Une problématique complexe
Des histoires qui traduisent une réalité bien connue du Dr Emmanuel Escard, responsable adjoint à l’Unité interdisciplinaire de médecine et de prévention de la violence (UIMPV), aux Hôpitaux universitaires de Genève (HUG). Une unité accueillant toutes les victimes de violences, notamment les hommes, qui représentent environ 10% des cas. «C’est une problématique d’autant plus compliquée qu’il s’agit de distinguer les victimes des auteurs, et que les auteurs peuvent parfois également être victimes. En 2023, les hommes représentaient 6% des victimes de violences conjugales, 13% si on inclut les «victimes et auteurs», détaille le spécialiste. Il rappelle que les actes commis peuvent effectivement être d’ordre physique, mais également psychologique: harcèlement, dénigrement, insultes, infantilisation, excès de contrôle et jalousie.
Interrogé sur le caractère tabou des brutalités commises contre les hommes, Emmanuel Escard aquiesce: «Oui, malheureusement et cela persiste. Il faut savoir que de manière générale, les hommes consultent moins lorsqu’ils souffrent. On pense à tort que l’homme doit toujours aller bien, qu’il est fort, une tendance notamment très forte chez certaines populations issues de la migration. Et puis, une autre idée persiste, si on est victime de violences, c’est qu’on peut également être considéré comme responsable. C’est notamment lié au discours ambiant, qui laisse parfois entendre qu’un homme ne peut être que l’auteur. Les femmes, elles, seraient automatiquement dans la défense. Il faut prendre garde à ne pas invisibiliser cette problématique.»
Pour venir en aide aux victimes, l’UIMPV procède notamment à de nombreuses évaluations et prodigue des conseils médicaux. Elle propose aussi des suivis thérapeutiques et oriente vers d’autres réseaux, qu’ils soient psychologiques, sociaux ou judiciaires.
Sur un plan plus global, le médecin appelle à davantage sensibiliser le public. «La plupart des hommes victimes regrettent que l’essentiel des messages traitant de violences conjugales ne concerne que les femmes. Dans la même logique, l’aspect financier est également un problème, puisque les fonds alloués aux travaux concernant les violences vont plutôt aller uniquement du côté des violences faites aux femmes. Résultat: aujourd’hui, on manque de données scientifiques sur ces questions», déplore Emmanuel Escard.

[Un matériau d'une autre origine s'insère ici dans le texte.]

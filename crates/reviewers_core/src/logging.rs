//! Core logging bootstrap and safety policy.
//!
//! # Responsibility
//! - Initialize logging exactly once per process.
//! - Route records to rolling files when a directory is configured, and to
//!   stderr otherwise.
//!
//! # Invariants
//! - Logging init is idempotent for the same level and target.
//! - Logging initialization must not panic.
//! - Re-initialization with a different level or target is rejected.

use flexi_logger::{Cleanup, Criterion, FileSpec, Logger, LoggerHandle, Naming, WriteMode};
use log::{error, info};
use once_cell::sync::OnceCell;
use std::path::{Path, PathBuf};

const LOG_FILE_BASENAME: &str = "reviewers";
const MAX_LOG_FILE_SIZE_BYTES: u64 = 10 * 1024 * 1024;
const MAX_LOG_FILES: usize = 5;
const MAX_PANIC_PAYLOAD_CHARS: usize = 160;

static LOGGING_STATE: OnceCell<LoggingState> = OnceCell::new();
static PANIC_HOOK_INSTALLED: OnceCell<()> = OnceCell::new();

struct LoggingState {
    level: &'static str,
    log_dir: Option<PathBuf>,
    _logger: LoggerHandle,
}

/// Initializes logging with a level and an optional log directory.
///
/// `log_dir = None` logs to stderr. Returns a human-readable error string when
/// initialization fails.
///
/// # Errors
/// - Returns an error when `level` is unsupported.
/// - Returns an error when `log_dir` is empty, non-absolute, or cannot be created.
/// - Returns an error when a different configuration is already active.
pub fn init_logging(level: &str, log_dir: Option<&str>) -> Result<(), String> {
    let normalized_level = normalize_level(level)?;
    let normalized_dir = log_dir.map(normalize_log_dir).transpose()?;

    if let Some(state) = LOGGING_STATE.get() {
        return check_same_config(state, normalized_level, normalized_dir.as_deref());
    }

    let init_dir = normalized_dir.clone();
    let state = LOGGING_STATE.get_or_try_init(|| -> Result<LoggingState, String> {
        let logger = start_logger(normalized_level, init_dir.as_deref())?;

        install_panic_hook_once();

        info!(
            "event=app_start module=core status=ok platform={} build_mode={} version={}",
            std::env::consts::OS,
            build_mode(),
            env!("CARGO_PKG_VERSION")
        );
        info!(
            "event=core_init module=core status=ok level={} log_dir={}",
            normalized_level,
            describe_dir(init_dir.as_deref())
        );

        Ok(LoggingState {
            level: normalized_level,
            log_dir: init_dir,
            _logger: logger,
        })
    })?;

    check_same_config(state, normalized_level, normalized_dir.as_deref())
}

/// Returns active logging status metadata.
///
/// Returns `None` when logging has not been initialized.
pub fn logging_status() -> Option<(&'static str, Option<PathBuf>)> {
    LOGGING_STATE
        .get()
        .map(|state| (state.level, state.log_dir.clone()))
}

/// Returns the default log level for current build mode.
///
/// - `debug` builds -> `debug`
/// - `release` builds -> `info`
pub fn default_log_level() -> &'static str {
    if cfg!(debug_assertions) {
        "debug"
    } else {
        "info"
    }
}

fn start_logger(level: &'static str, log_dir: Option<&Path>) -> Result<LoggerHandle, String> {
    let logger =
        Logger::try_with_str(level).map_err(|err| format!("invalid log level `{level}`: {err}"))?;

    let logger = match log_dir {
        Some(dir) => {
            std::fs::create_dir_all(dir).map_err(|err| {
                format!("failed to create log directory `{}`: {err}", dir.display())
            })?;
            logger
                .log_to_file(
                    FileSpec::default()
                        .directory(dir)
                        .basename(LOG_FILE_BASENAME),
                )
                .rotate(
                    Criterion::Size(MAX_LOG_FILE_SIZE_BYTES),
                    Naming::Numbers,
                    Cleanup::KeepLogFiles(MAX_LOG_FILES),
                )
                .write_mode(WriteMode::BufferAndFlush)
                .append()
                .format_for_files(flexi_logger::detailed_format)
        }
        None => logger
            .log_to_stderr()
            .format_for_stderr(flexi_logger::detailed_format),
    };

    logger
        .start()
        .map_err(|err| format!("failed to start logger: {err}"))
}

fn check_same_config(
    state: &LoggingState,
    level: &'static str,
    log_dir: Option<&Path>,
) -> Result<(), String> {
    if state.log_dir.as_deref() != log_dir {
        return Err(format!(
            "logging already initialized at `{}`; refusing to switch to `{}`",
            describe_dir(state.log_dir.as_deref()),
            describe_dir(log_dir)
        ));
    }
    if state.level != level {
        return Err(format!(
            "logging already initialized with level `{}`; refusing to switch to `{}`",
            state.level, level
        ));
    }
    Ok(())
}

fn describe_dir(dir: Option<&Path>) -> String {
    dir.map_or_else(|| "stderr".to_string(), |dir| dir.display().to_string())
}

fn normalize_level(level: &str) -> Result<&'static str, String> {
    match level.trim().to_ascii_lowercase().as_str() {
        "trace" => Ok("trace"),
        "debug" => Ok("debug"),
        "info" => Ok("info"),
        "warn" | "warning" => Ok("warn"),
        "error" => Ok("error"),
        other => Err(format!(
            "unsupported log level `{other}`; expected trace|debug|info|warn|error"
        )),
    }
}

fn normalize_log_dir(log_dir: &str) -> Result<PathBuf, String> {
    let trimmed = log_dir.trim();
    if trimmed.is_empty() {
        return Err("log_dir cannot be empty".to_string());
    }
    let path = Path::new(trimmed);
    if !path.is_absolute() {
        return Err(format!("log_dir must be an absolute path, got `{trimmed}`"));
    }
    Ok(path.to_path_buf())
}

fn build_mode() -> &'static str {
    if cfg!(debug_assertions) {
        "debug"
    } else {
        "release"
    }
}

fn install_panic_hook_once() {
    if PANIC_HOOK_INSTALLED.get().is_some() {
        return;
    }

    let previous_hook = std::panic::take_hook();
    std::panic::set_hook(Box::new(move |panic_info| {
        // Panic payloads may echo request data; cap and flatten before logging.
        let location = panic_info
            .location()
            .map(|loc| format!("{}:{}", loc.file(), loc.line()))
            .unwrap_or_else(|| "unknown".to_string());
        let payload = panic_payload_summary(panic_info);
        error!(
            "event=panic_captured module=core status=error location={} payload={}",
            location, payload
        );
        previous_hook(panic_info);
    }));

    let _ = PANIC_HOOK_INSTALLED.set(());
}

fn panic_payload_summary(info: &std::panic::PanicHookInfo<'_>) -> String {
    let payload = if let Some(message) = info.payload().downcast_ref::<&str>() {
        (*message).to_string()
    } else if let Some(message) = info.payload().downcast_ref::<String>() {
        message.clone()
    } else {
        "non-string panic payload".to_string()
    };

    sanitize_message(&payload, MAX_PANIC_PAYLOAD_CHARS)
}

fn sanitize_message(value: &str, max_chars: usize) -> String {
    let normalized = value.replace(['\n', '\r'], " ");
    let mut truncated = normalized.chars().take(max_chars).collect::<String>();
    if normalized.chars().count() > max_chars {
        truncated.push_str("...");
    }
    truncated
}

Un constat partagé par le centre LAVI (Centre genevois de consultation pour victimes d’infractions), qui assure lui aussi qu’il est important de sensibiliser la population à travers des campagnes. Il est vrai que le centre est confronté à une hausse des cas ces dernières années. Sur les 361 situations de violences conjugales traitées en 2024, pas moins de 48 concernaient des hommes. Cela ne serait-il que la partie visible de l’iceberg? «Nous observons nous aussi une difficulté chez les hommes à oser appeler à l’aide. Cependant, notre prise en charge est identique. Les victimes, indépendamment du genre, sont notamment dirigées vers un avocat et/ou un psychologue en fonction de leurs besoins», informe encore le Centre.